Bob Mondello

Bob Mondello, who jokes that he was a jinx at the beginning of his critical career — hired to write for every small paper that ever folded in Washington, just as it was about to collapse — saw that jinx broken in 1984 when he came to NPR.

For more than three decades, Mondello has reviewed movies and covered the arts for NPR, seeing at least 300 films annually, then sharing critiques and commentaries about the most intriguing on NPR's award-winning newsmagazine All Things Considered. In 2005, he conceived and co-produced NPR's eight-part series "American Stages," exploring the history, reach, and accomplishments of the regional theater movement.

Mondello has also written about the arts for USA Today, The Washington Post, Preservation Magazine, and other publications, and has appeared as an arts commentator on commercial and public television stations. He spent 25 years reviewing live theater for Washington City Paper, DC's leading alternative weekly, and to this day, he remains enamored of the stage.

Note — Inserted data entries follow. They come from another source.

//! Encrypted record layer installed after pair-verify.
//!
//! ```text
//! +----------------+------------------+----------+
//! | Length (2 LE)  | Ciphertext (N)   | Tag (16) |
//! +----------------+------------------+----------+
//! ```
//!
//! - Length: plaintext length, 1 to 1024
//! - AAD: the two length bytes
//! - Nonce: per-direction frame counter, starting at 0
//!
//! Any failure while opening a frame terminates the channel.

use hap_core::error::{Result, SessionError};
use hap_crypto::chacha::{FrameCipher, Nonce12, TAG_LEN};
use hap_crypto::keys::SessionKeys;
use tracing::{trace, warn};

/// Largest plaintext carried by one frame.
pub const MAX_FRAME_PAYLOAD: usize = 1024;

const LENGTH_LEN: usize = 2;

/// Bidirectional record layer for one connection.
pub struct EncryptedChannel {
    write_cipher: FrameCipher,
    read_cipher: FrameCipher,
    write_counter: u64,
    read_counter: u64,
    inbound: Vec<u8>,
    terminated: bool,
}

impl EncryptedChannel {
    /// Accessory side: seals with the accessory-to-controller key.
    pub fn new(keys: SessionKeys) -> Self {
        Self::with_keys(
            *keys.accessory_to_controller.as_bytes(),
            *keys.controller_to_accessory.as_bytes(),
        )
    }

    /// Controller side of the same session.
    pub fn controller(keys: SessionKeys) -> Self {
        Self::with_keys(
            *keys.controller_to_accessory.as_bytes(),
            *keys.accessory_to_controller.as_bytes(),
        )
    }

    fn with_keys(write_key: [u8; 32], read_key: [u8; 32]) -> Self {
        Self {
            write_cipher: FrameCipher::new(write_key),
            read_cipher: FrameCipher::new(read_key),
            write_counter: 0,
            read_counter: 0,
            inbound: Vec::new(),
            terminated: false,
        }
    }

    /// Seal one chunk of 1 to 1024 bytes into a frame.
    pub fn seal_frame(&mut self, chunk: &[u8]) -> Result<Vec<u8>> {
        self.ensure_open()?;
        if chunk.is_empty() {
            return Err(SessionError::EmptyFrame.into());
        }
        if chunk.len() > MAX_FRAME_PAYLOAD {
            return Err(SessionError::FrameTooLarge(chunk.len()).into());
        }
        if self.write_counter == u64::MAX {
            self.terminated = true;
            return Err(SessionError::CounterExhausted.into());
        }

        let length = (chunk.len() as u16).to_le_bytes();
        let nonce = Nonce12::from_counter(self.write_counter);
        let (ciphertext, tag) = match self.write_cipher.seal(&nonce, chunk, &length) {
            Ok(sealed) => sealed,
            Err(e) => {
                self.terminated = true;
                return Err(e.into());
            }
        };
        self.write_counter += 1;

        let mut frame = Vec::with_capacity(LENGTH_LEN + ciphertext.len() + TAG_LEN);
        frame.extend_from_slice(&length);
        frame.extend_from_slice(&ciphertext);
        frame.extend_from_slice(&tag);
        Ok(frame)
    }

    /// Seal arbitrary data, splitting it into as many frames as needed.
    pub fn seal(&mut self, data: &[u8]) -> Result<Vec<u8>> {
        let frames = data.len().div_ceil(MAX_FRAME_PAYLOAD);
        let mut out = Vec::with_capacity(data.len() + frames * (LENGTH_LEN + TAG_LEN));
        for chunk in data.chunks(MAX_FRAME_PAYLOAD) {
            out.extend_from_slice(&self.seal_frame(chunk)?);
        }
        Ok(out)
    }

    /// Buffer bytes received from the peer.
    pub fn feed(&mut self, data: &[u8]) -> Result<()> {
        self.ensure_open()?;
        self.inbound.extend_from_slice(data);
        Ok(())
    }

    /// Open the next buffered frame.
    ///
    /// Returns `Ok(None)` until a whole frame has been fed.
    pub fn next_frame(&mut self) -> Result<Option<Vec<u8>>> {
        self.ensure_open()?;
        if self.inbound.len() < LENGTH_LEN {
            return Ok(None);
        }

        let length = u16::from_le_bytes([self.inbound[0], self.inbound[1]]) as usize;
        if length == 0 {
            return Err(self.terminate(SessionError::EmptyFrame));
        }
        if length > MAX_FRAME_PAYLOAD {
            return Err(self.terminate(SessionError::FrameTooLarge(length)));
        }

        let total = LENGTH_LEN + length + TAG_LEN;
        if self.inbound.len() < total {
            return Ok(None);
        }
        if self.read_counter == u64::MAX {
            return Err(self.terminate(SessionError::CounterExhausted));
        }

        let frame: Vec<u8> = self.inbound.drain(..total).collect();
        let (aad, rest) = frame.split_at(LENGTH_LEN);
        let (ciphertext, tag_bytes) = rest.split_at(length);
        let mut tag = [0u8; TAG_LEN];
        tag.copy_from_slice(tag_bytes);

        let nonce = Nonce12::from_counter(self.read_counter);
        match self.read_cipher.open(&nonce, ciphertext, &tag, aad) {
            Ok(plaintext) => {
                trace!(counter = self.read_counter, length, "Opened frame");
                self.read_counter += 1;
                Ok(Some(plaintext))
            }
            Err(e) => {
                warn!(counter = self.read_counter, length, "Frame failed authentication");
                self.terminated = true;
                self.inbound.clear();
                Err(e.into())
            }
        }
    }

    /// Open every complete buffered frame and concatenate the plaintext.
    pub fn open_all(&mut self) -> Result<Vec<u8>> {
        let mut out = Vec::new();
        while let Some(plaintext) = self.next_frame()? {
            out.extend_from_slice(&plaintext);
        }
        Ok(out)
    }

    /// Number of frames sealed so far.
    pub fn write_counter(&self) -> u64 {
        self.write_counter
    }

    /// Number of frames opened so far.
    pub fn read_counter(&self) -> u64 {
        self.read_counter
    }

    pub fn is_terminated(&self) -> bool {
        self.terminated
    }

    /// Bytes fed but not yet consumed by a frame.
    pub fn buffered_len(&self) -> usize {
        self.inbound.len()
    }

    fn ensure_open(&self) -> Result<()> {
        if self.terminated {
            return Err(SessionError::Terminated.into());
        }
        Ok(())
    }

    fn terminate(&mut self, error: SessionError) -> hap_core::error::Error {
        warn!(error = %error, "Terminating record layer");
        self.terminated = true;
        self.inbound.clear();
        error.into()
    }

    #[cfg(test)]
    pub(crate) fn set_counters(&mut self, write: u64, read: u64) {
        self.write_counter = write;
        self.read_counter = read;
    }
}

Before becoming a professional critic, Mondello learned the ins and outs of the film industry by heading the public relations department for a chain of movie theaters, and he reveled in film history as advertising director for an independent repertory theater.

Asked what NPR pieces he's proudest of, he points to an April Fool's prank in which he invented a remake of Citizen Kane, commentaries on silent films — a bit of a trick on radio — and cultural features he's produced from Argentina, where he and his husband have a second home.

An avid traveler, Mondello even spends his vacations watching movies and plays in other countries. "I see as many movies in a year," he says, "as most people see in a lifetime."

Alan Bennett (Alex Jennings) and Miss Shepherd (Maggie Smith) are both forceful personalities, but The Lady in the Van excels at bringing out undercurrents of frailty.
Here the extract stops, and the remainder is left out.